Une protection minimale, et puis encore

En vertu de la loi actuelle, un licenciement est considéré comme abusif s’il est provoqué en représailles à une activité syndicale légitime. L’indemnité versée s’élève au maximum à six mois de salaire. Mais dans de nombreux cas, les tribunaux ordonnent aux employeurs de ne payer que deux ou trois mois de salaire, ce que dénoncent les syndicats.

Pour l’OIT, ces mesures ne sont pas suffisamment dissuasives pour les employeurs. Une étude de l’Université de Neuchâtel, commandée par le Secrétariat d’État à l’économie (Seco), conclut que le droit suisse « n’offre qu’une protection minimale contre le licenciement abusif » des représentants des travailleurs. Concernant la protection des délégués syndicaux, la Suisse ne respecte pas ses obligations internationales.
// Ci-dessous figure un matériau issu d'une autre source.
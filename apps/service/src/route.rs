//! Gateway lookup from the kernel routing tables.
//!
//! Parsers are pure functions over the text of `/proc/net/route` and
//! `/proc/net/ipv6_route` so they can be tested with string inputs.

use std::io;
use std::net::{IpAddr, Ipv4Addr, Ipv6Addr};
use std::path::Path;

use linkwatch::ProbeTarget;

const IPV4_ROUTES: &str = "/proc/net/route";
const IPV6_ROUTES: &str = "/proc/net/ipv6_route";
const SYS_CLASS_NET: &str = "/sys/class/net";

const RTF_UP: u32 = 0x0001;
const RTF_GATEWAY: u32 = 0x0002;

/// Parsing failure for a routing table line
#[derive(Debug, Clone, PartialEq, Eq, thiserror::Error)]
#[error("malformed route entry on line {line}: {message}")]
pub struct ParseError {
    pub line: usize,
    pub message: String,
}

impl ParseError {
    fn new(line: usize, message: impl Into<String>) -> Self {
        Self { line, message: message.into() }
    }
}

/// One routing table entry
#[derive(Debug, Clone, PartialEq, Eq)]
pub struct Route {
    pub interface: String,
    pub destination: IpAddr,
    pub prefix_len: u8,
    pub gateway: Option<IpAddr>,
    pub metric: u32,
    pub flags: u32,
}

impl Route {
    fn is_up(&self) -> bool {
        self.flags & RTF_UP != 0
    }

    fn matches(&self, address: IpAddr) -> bool {
        match (self.destination, address) {
            (IpAddr::V4(net), IpAddr::V4(addr)) => {
                let mask = prefix_mask_v4(self.prefix_len);
                u32::from(net) & mask == u32::from(addr) & mask
            }
            (IpAddr::V6(net), IpAddr::V6(addr)) => {
                let mask = prefix_mask_v6(self.prefix_len);
                u128::from(net) & mask == u128::from(addr) & mask
            }
            _ => false,
        }
    }
}

fn prefix_mask_v4(len: u8) -> u32 {
    match len {
        0 => 0,
        len => u32::MAX << (32 - u32::from(len.min(32))),
    }
}

fn prefix_mask_v6(len: u8) -> u128 {
    match len {
        0 => 0,
        len => u128::MAX << (128 - u32::from(len.min(128))),
    }
}

/// Parses `/proc/net/route` content.
///
/// Addresses are printed as hex of the in-memory value, so they are decoded
/// with native byte order.
pub fn parse_ipv4_routes(content: &str) -> Result<Vec<Route>, ParseError> {
    let mut routes = Vec::new();
    for (index, line) in content.lines().enumerate().skip(1) {
        let fields: Vec<&str> = line.split_whitespace().collect();
        if fields.is_empty() {
            continue;
        }
        if fields.len() < 8 {
            return Err(ParseError::new(index + 1, "expected at least 8 fields"));
        }

        let hex_u32 = |field: &str, name: &str| {
            u32::from_str_radix(field, 16)
                .map_err(|_| ParseError::new(index + 1, format!("bad {name} `{field}`")))
        };
        let destination = Ipv4Addr::from(hex_u32(fields[1], "destination")?.to_ne_bytes());
        let gateway = Ipv4Addr::from(hex_u32(fields[2], "gateway")?.to_ne_bytes());
        let flags = hex_u32(fields[3], "flags")?;
        let metric = fields[6]
            .parse()
            .map_err(|_| ParseError::new(index + 1, format!("bad metric `{}`", fields[6])))?;
        let mask = Ipv4Addr::from(hex_u32(fields[7], "mask")?.to_ne_bytes());

        routes.push(Route {
            interface: fields[0].to_string(),
            destination: IpAddr::V4(destination),
            prefix_len: u32::from(mask).count_ones() as u8,
            gateway: (flags & RTF_GATEWAY != 0 && !gateway.is_unspecified())
                .then_some(IpAddr::V4(gateway)),
            metric,
            flags,
        });
    }
    Ok(routes)
}

/// Parses `/proc/net/ipv6_route` content.
///
/// Format: dest dest_plen src src_plen next_hop metric refcnt use flags iface
pub fn parse_ipv6_routes(content: &str) -> Result<Vec<Route>, ParseError> {
    let mut routes = Vec::new();
    for (index, line) in content.lines().enumerate() {
        let fields: Vec<&str> = line.split_whitespace().collect();
        if fields.is_empty() {
            continue;
        }
        if fields.len() < 10 {
            return Err(ParseError::new(index + 1, "expected 10 fields"));
        }

        let bad = |name: &str, field: &str| ParseError::new(index + 1, format!("bad {name} `{field}`"));
        let destination = u128::from_str_radix(fields[0], 16).map_err(|_| bad("destination", fields[0]))?;
        let prefix_len = u8::from_str_radix(fields[1], 16).map_err(|_| bad("prefix", fields[1]))?;
        let next_hop = u128::from_str_radix(fields[4], 16).map_err(|_| bad("next hop", fields[4]))?;
        let metric = u32::from_str_radix(fields[5], 16).map_err(|_| bad("metric", fields[5]))?;
        let flags = u32::from_str_radix(fields[8], 16).map_err(|_| bad("flags", fields[8]))?;

        let next_hop = Ipv6Addr::from(next_hop);
        routes.push(Route {
            interface: fields[9].to_string(),
            destination: IpAddr::V6(Ipv6Addr::from(destination)),
            prefix_len,
            gateway: (flags & RTF_GATEWAY != 0 && !next_hop.is_unspecified())
                .then_some(IpAddr::V6(next_hop)),
            metric,
            flags,
        });
    }
    Ok(routes)
}

/// Next hop and the interface it sits behind
#[derive(Debug, Clone, PartialEq, Eq)]
pub struct Gateway {
    pub address: IpAddr,
    pub interface: String,
}

impl Gateway {
    /// Probe target for this gateway
    ///
    /// A link-local IPv6 next hop is only reachable through its interface,
    /// so the target carries that interface's index.
    pub async fn probe_target(self) -> io::Result<ProbeTarget> {
        self.probe_target_in(Path::new(SYS_CLASS_NET)).await
    }

    async fn probe_target_in(self, sys_class_net: &Path) -> io::Result<ProbeTarget> {
        match self.address {
            IpAddr::V6(address) if address.is_unicast_link_local() => {
                let scope_id = interface_index(sys_class_net, &self.interface).await?;
                Ok(ProbeTarget::Scoped { address, scope_id })
            }
            address => Ok(ProbeTarget::Addr(address)),
        }
    }
}

async fn interface_index(sys_class_net: &Path, interface: &str) -> io::Result<u32> {
    let path = sys_class_net.join(interface).join("ifindex");
    let raw = tokio::fs::read_to_string(&path).await.map_err(|e| {
        io::Error::new(e.kind(), format!("reading index of interface {interface}: {e}"))
    })?;
    raw.trim().parse().map_err(|_| {
        io::Error::new(io::ErrorKind::InvalidData, format!("bad index `{}` for {interface}", raw.trim()))
    })
}

/// Gateway used to reach `destination`
///
/// Picks the longest matching prefix among routes that are up, then the
/// lowest metric. `None` when the best route is on-link or nothing matches.
pub fn best_gateway(routes: &[Route], destination: IpAddr) -> Option<Gateway> {
    routes
        .iter()
        .filter(|route| route.is_up() && route.matches(destination))
        .max_by(|a, b| a.prefix_len.cmp(&b.prefix_len).then(b.metric.cmp(&a.metric)))
        .and_then(|route| {
            route.gateway.map(|address| Gateway { address, interface: route.interface.clone() })
        })
}

/// Look up the gateway for `destination` in the kernel routing table
pub async fn gateway_for(destination: IpAddr) -> io::Result<Option<Gateway>> {
    let (path, parse): (_, fn(&str) -> Result<Vec<Route>, ParseError>) = match destination {
        IpAddr::V4(_) => (IPV4_ROUTES, parse_ipv4_routes),
        IpAddr::V6(_) => (IPV6_ROUTES, parse_ipv6_routes),
    };

    let content = tokio::fs::read_to_string(path).await?;
    let routes = parse(&content).map_err(|e| io::Error::new(io::ErrorKind::InvalidData, e))?;
    Ok(best_gateway(&routes, destination))
}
Les professeurs de droit recommandent d’augmenter la durée de la protection contre le licenciement abusif de six à douze mois. Cette proposition avait déjà été faite par le Conseil fédéral en 2010 dans le cadre d’une révision du Code des obligations.

Cependant, elle avait échoué lors de la procédure de consultation. Les employeurs considèrent que la loi actuelle est suffisante, tandis que les syndicats jugent ces propositions insuffisantes. Ils exigent que les victimes de licenciements abusifs soient obligatoirement réintégrées dans leur emploi.

Ces positions inconciliables n’ont pas évolué. La médiation a été lancée en 2019, mais suspendue fin 2023. En octobre dernier, les parties prenantes ont tenté une nouvelle fois. Guy Parmelin a déclaré que les chances d’un accord étaient bonnes. Le médiateur Franz Steinegger, un vétéran de la politique fédérale, pourrait trouver une solution.